DATA TO PROCESS:

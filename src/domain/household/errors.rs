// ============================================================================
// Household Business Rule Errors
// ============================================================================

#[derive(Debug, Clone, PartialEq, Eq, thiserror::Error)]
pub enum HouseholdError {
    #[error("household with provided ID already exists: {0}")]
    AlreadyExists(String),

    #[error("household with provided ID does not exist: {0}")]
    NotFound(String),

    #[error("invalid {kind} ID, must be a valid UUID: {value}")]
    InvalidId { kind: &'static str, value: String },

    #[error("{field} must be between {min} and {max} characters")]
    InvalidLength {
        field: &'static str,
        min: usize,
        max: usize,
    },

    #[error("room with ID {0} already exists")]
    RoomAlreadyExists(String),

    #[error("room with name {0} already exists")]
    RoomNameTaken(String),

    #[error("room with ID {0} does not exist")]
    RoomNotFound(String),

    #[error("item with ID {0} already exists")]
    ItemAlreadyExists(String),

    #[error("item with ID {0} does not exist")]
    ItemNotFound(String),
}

WHAT NEEDS TO BE DONE:
Quote the lines of the listing above that run from the line with "str, value: String" through its last line, both included, and nothing else.

RESPONSE BELOW:
    InvalidId { kind: &'static str, value: String },

    #[error("{field} must be between {min} and {max} characters")]
    InvalidLength {
        field: &'static str,
        min: usize,
        max: usize,
    },

    #[error("room with ID {0} already exists")]
    RoomAlreadyExists(String),

    #[error("room with name {0} already exists")]
    RoomNameTaken(String),

    #[error("room with ID {0} does not exist")]
    RoomNotFound(String),

    #[error("item with ID {0} already exists")]
    ItemAlreadyExists(String),

    #[error("item with ID {0} does not exist")]
    ItemNotFound(String),
}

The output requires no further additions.